I assumed that the second part of Jean-Francois Richet’s Mesrine saga would attempt to atone for the first part’s shamelessness with an obligingly hypocritical entry charting the criminal’s ultra-violent downfall while still, of course, reveling in said ultra-violence. It turns out that I was mostly wrong: Mesrine: Public Enemy # 1 is, if anything, a shaggier, crazier, more episodic spree of prison escapes and hold-ups than the prior film. Killer Instinct gave us our bearings, establishing Mesrine as a frustrated veteran of the Algerian war who rose to prominence as a criminal in the 1970s under the tutelage of a hugely charismatic—and just plain huge—gangster played by Gérard Depardieu. The second film is mostly disreputable, largely context-free dessert that revels in the various expected sugar highs of the crime film.
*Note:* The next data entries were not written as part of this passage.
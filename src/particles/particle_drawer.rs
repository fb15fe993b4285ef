use wgpu::util::DeviceExt;
use crate::error::Result;
use crate::particles::particle_buffers::ParticleStateStore;
use crate::renderer::camera::CameraBounds;
use crate::renderer::sprite_texture::SpriteTexture;
use crate::renderer::wgpu_context::WgpuContext;
use crate::utils::program_compiler::{compile_module, link_pipeline, ProgramSource};

/// Half of a sprite's edge length in world units.
pub const SPRITE_HALF_SIZE: f32 = 0.0025;
/// Phase added to the tint cycle every frame.
pub const TINT_STEP: f32 = 0.001;
const VERTICES_PER_SPRITE: u32 = 6;

/// Sources and destinations both weighted by one, so overlapping sprites get brighter.
pub const ADDITIVE_BLENDING: wgpu::BlendState = wgpu::BlendState {
    color: wgpu::BlendComponent {
        src_factor: wgpu::BlendFactor::One,
        dst_factor: wgpu::BlendFactor::One,
        operation: wgpu::BlendOperation::Add,
    },
    alpha: wgpu::BlendComponent {
        src_factor: wgpu::BlendFactor::One,
        dst_factor: wgpu::BlendFactor::Zero,
        operation: wgpu::BlendOperation::Add,
    },
};

/// Slowly cycling swarm color.
#[derive(Debug, Default, Clone, Copy)]
pub struct TintCycle {
    phase: f32,
}

impl TintCycle {
    pub fn phase(&self) -> f32 {
        self.phase
    }

    /// Steps the phase and returns the new tint.
    pub fn advance(&mut self) -> [f32; 4] {
        self.phase += TINT_STEP;
        self.tint()
    }

    pub fn tint(&self) -> [f32; 4] {
        [self.phase.sin(), self.phase.cos(), 1.0, 1.0]
    }
}

#[repr(C)]
#[derive(Copy, Clone, Debug, bytemuck::Pod, bytemuck::Zeroable)]
pub struct RenderParams {
    view_proj: [[f32; 4]; 4],
    tint: [f32; 4],
    sprite_half_size: f32,
    _padding: [f32; 3],
}

impl RenderParams {
    pub fn new(bounds: &CameraBounds) -> Self {
        Self {
            view_proj: bounds.projection().to_cols_array_2d(),
            tint: [1.0; 4],
            sprite_half_size: SPRITE_HALF_SIZE,
            _padding: [0.0; 3],
        }
    }
}

/// The particle render pipeline. Never writes to the particle buffers.
pub struct ParticleDrawer {
    render_pipeline: wgpu::RenderPipeline,
    params: RenderParams,
    params_buffer: wgpu::Buffer,
    bind_group: wgpu::BindGroup,
}

impl ParticleDrawer {
    pub fn builtin_source() -> ProgramSource {
        ProgramSource::new("render", include_str!("shaders/particle_drawer.wgsl"))
    }

    pub fn new(
        wgpu_context: &WgpuContext,
        source: &ProgramSource,
        store: &ParticleStateStore,
        sprite: &SpriteTexture,
        bounds: &CameraBounds,
    ) -> Result<Self> {
        let device = wgpu_context.get_device();
        let params = RenderParams::new(bounds);

        let params_buffer = device.create_buffer_init(&wgpu::util::BufferInitDescriptor {
            label: Some("Render Params Buffer"),
            contents: bytemuck::bytes_of(&params),
            usage: wgpu::BufferUsages::UNIFORM | wgpu::BufferUsages::COPY_DST,
        });

        let bind_group_layout = Self::create_bind_group_layout(wgpu_context);
        let bind_group = device.create_bind_group(&wgpu::BindGroupDescriptor {
            label: Some("Render Bind Group"),
            layout: &bind_group_layout,
            entries: &[
                wgpu::BindGroupEntry {
                    binding: 0,
                    resource: params_buffer.as_entire_binding(),
                },
                wgpu::BindGroupEntry {
                    binding: 1,
                    resource: wgpu::BindingResource::TextureView(sprite.view()),
                },
                wgpu::BindGroupEntry {
                    binding: 2,
                    resource: wgpu::BindingResource::Sampler(sprite.sampler()),
                },
            ],
        });

        let shader = compile_module(wgpu_context, source)?;
        let target_format = wgpu_context.target_format();

        let render_pipeline = link_pipeline(wgpu_context, source, |device| {
            let render_pipeline_layout = device.create_pipeline_layout(&wgpu::PipelineLayoutDescriptor {
                label: Some("Particle Render Pipeline Layout"),
                bind_group_layouts: &[store.view_layout(), &bind_group_layout],
                push_constant_ranges: &[],
            });

            device.create_render_pipeline(&wgpu::RenderPipelineDescriptor {
                label: Some("Particle Render Pipeline"),
                layout: Some(&render_pipeline_layout),
                vertex: wgpu::VertexState {
                    module: &shader,
                    entry_point: Some("vs_main"),
                    // Quads are generated in the shader, there is no vertex input.
                    buffers: &[],
                    compilation_options: wgpu::PipelineCompilationOptions::default(),
                },
                fragment: Some(wgpu::FragmentState {
                    module: &shader,
                    entry_point: Some("fs_main"),
                    targets: &[Some(wgpu::ColorTargetState {
                        format: target_format,
                        blend: Some(ADDITIVE_BLENDING),
                        write_mask: wgpu::ColorWrites::ALL,
                    })],
                    compilation_options: wgpu::PipelineCompilationOptions::default(),
                }),
                primitive: wgpu::PrimitiveState {
                    topology: wgpu::PrimitiveTopology::TriangleList,
                    strip_index_format: None,
                    front_face: wgpu::FrontFace::Ccw,
                    cull_mode: None,
                    polygon_mode: wgpu::PolygonMode::Fill,
                    unclipped_depth: false,
                    conservative: false,
                },
                depth_stencil: None,
                multisample: wgpu::MultisampleState {
                    count: 1,
                    mask: !0,
                    alpha_to_coverage_enabled: false,
                },
                multiview: None,
                cache: None,
            })
        })?;

        log::info!("Render program ready (sprite {:?})", sprite.size());

        Ok(Self {
            render_pipeline,
            params,
            params_buffer,
            bind_group,
        })
    }

    fn create_bind_group_layout(wgpu_context: &WgpuContext) -> wgpu::BindGroupLayout {
        wgpu_context.get_device().create_bind_group_layout(&wgpu::BindGroupLayoutDescriptor {
            label: Some("Render Bind Group Layout"),
            entries: &[
                // Binding 0: projection, tint and sprite size
                wgpu::BindGroupLayoutEntry {
                    binding: 0,
                    visibility: wgpu::ShaderStages::VERTEX | wgpu::ShaderStages::FRAGMENT,
                    ty: wgpu::BindingType::Buffer {
                        ty: wgpu::BufferBindingType::Uniform,
                        has_dynamic_offset: false,
                        min_binding_size: None,
                    },
                    count: None,
                },
                // Binding 1: the sprite
                wgpu::BindGroupLayoutEntry {
                    binding: 1,
                    visibility: wgpu::ShaderStages::FRAGMENT,
                    ty: wgpu::BindingType::Texture {
                        sample_type: wgpu::TextureSampleType::Float { filterable: true },
                        view_dimension: wgpu::TextureViewDimension::D2,
                        multisampled: false,
                    },
                    count: None,
                },
                // Binding 2: the sprite sampler
                wgpu::BindGroupLayoutEntry {
                    binding: 2,
                    visibility: wgpu::ShaderStages::FRAGMENT,
                    ty: wgpu::BindingType::Sampler(wgpu::SamplerBindingType::Filtering),
                    count: None,
                },
            ],
        })
    }

    pub fn set_tint(&mut self, tint: [f32; 4]) {
        self.params.tint = tint;
    }

    /// Uploads this frame's uniforms. Call before the render pass is submitted.
    pub fn prepare(&self, wgpu_context: &WgpuContext) {
        wgpu_context.get_queue().write_buffer(&self.params_buffer, 0, bytemuck::bytes_of(&self.params));
    }

    pub fn draw(&self, render_pass: &mut wgpu::RenderPass, store: &ParticleStateStore) {
        render_pass.set_pipeline(&self.render_pipeline);
        render_pass.set_bind_group(0, store.current_read_view(), &[]);
        render_pass.set_bind_group(1, &self.bind_group, &[]);
        render_pass.draw(0..VERTICES_PER_SPRITE, 0..store.particle_count());
    }
}

#[cfg(test)]
mod tests {
    use super::*;

    #[test]
    fn tint_starts_at_phase_zero_and_cycles() {
        let mut cycle = TintCycle::default();
        assert_eq!(cycle.tint(), [0.0, 1.0, 1.0, 1.0]);

        let tint = cycle.advance();
        assert!((cycle.phase() - TINT_STEP).abs() < f32::EPSILON);
        assert!((tint[0] - TINT_STEP.sin()).abs() < 1e-6);
        assert!((tint[1] - TINT_STEP.cos()).abs() < 1e-6);
        assert_eq!(tint[2], 1.0);
    }

    #[test]
    fn tint_phase_increases_monotonically() {
        let mut cycle = TintCycle::default();
        let mut previous = cycle.phase();
        for _ in 0..1000 {
            cycle.advance();
            assert!(cycle.phase() > previous);
            previous = cycle.phase();
        }
        assert!((cycle.phase() - 1.0).abs() < 1e-3);
    }

    #[test]
    fn render_params_match_the_uniform_layout() {
        // mat4x4, vec4, f32 rounded up to a 16 byte multiple.
        assert_eq!(std::mem::size_of::<RenderParams>(), 96);
    }

    #[test]
    fn blending_is_additive() {
        assert_eq!(ADDITIVE_BLENDING.color.src_factor, wgpu::BlendFactor::One);
        assert_eq!(ADDITIVE_BLENDING.color.dst_factor, wgpu::BlendFactor::One);
        assert_eq!(ADDITIVE_BLENDING.color.operation, wgpu::BlendOperation::Add);
    }
}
Well, for a while, at least. Eventually Mesrine succumbs to delusions of grandeur; fancying himself as less a criminal than a revolutionary destined to topple the bourgeois society he holds in contempt. At this point, Cassel, who has been magnetic throughout anyway, seizes the opportunity to play a role rooted in something in more specific than the usual profane macho tics. In the tradition of most classic movie criminals, Cassel’s Mesrine is ultimately a frightening yet pathetic creation, and the film finally undermines the collective three hours of hero worship with a prolonged, brutally violent murder sequence that’s most shocking of all for its pointlessness.
By now, the film has built to the more somber ending we’ve been expecting, but Richet admirably (mostly) manages to avoid mounting the soapbox bluntly decreeing that crime doesn’t pay. At times, Public Enemy # 1 resembles a pulpy Carlos in relying mostly on the expressiveness of its performances and the physical immediacy of its many set pieces to land its points. But this film, unlike Carlos, doesn’t really have much of a point beyond terrific widescreen action sequences and Cassel’s towering performance. Mesrine is a pretend epic just enjoyable enough to make you wish that Cassel would get a real one.
Image/Sound
This DVD sports a transfer as good as the one for Killer Instinct. Once again, Jean-Francois Richet’s wide, sometimes nearly candy-colored compositions are balanced nicely with that chic 1970s grain with which filmmakers are so taken. The splashes of color, particularly red, contrast nicely with the darker, subtler colors, and the vibrancy of the blood isn’t lost here as it is with some transfers of certain films with high (or memorable) body counts. The sound is every bit as rock-’em-sock-’em as you hope for this sort of movie, which is most disturbingly exemplified by the sickeningly precise sound effects for that aforementioned murder.
Extras
Once again, there’s an English-language dub track for those who like that sort of thing. Otherwise, there’s just the trailer and promos for upcoming DVDs.
Overall
Mesrine is a pretend epic just enjoyable enough to make you wish that Cassel would get a real one.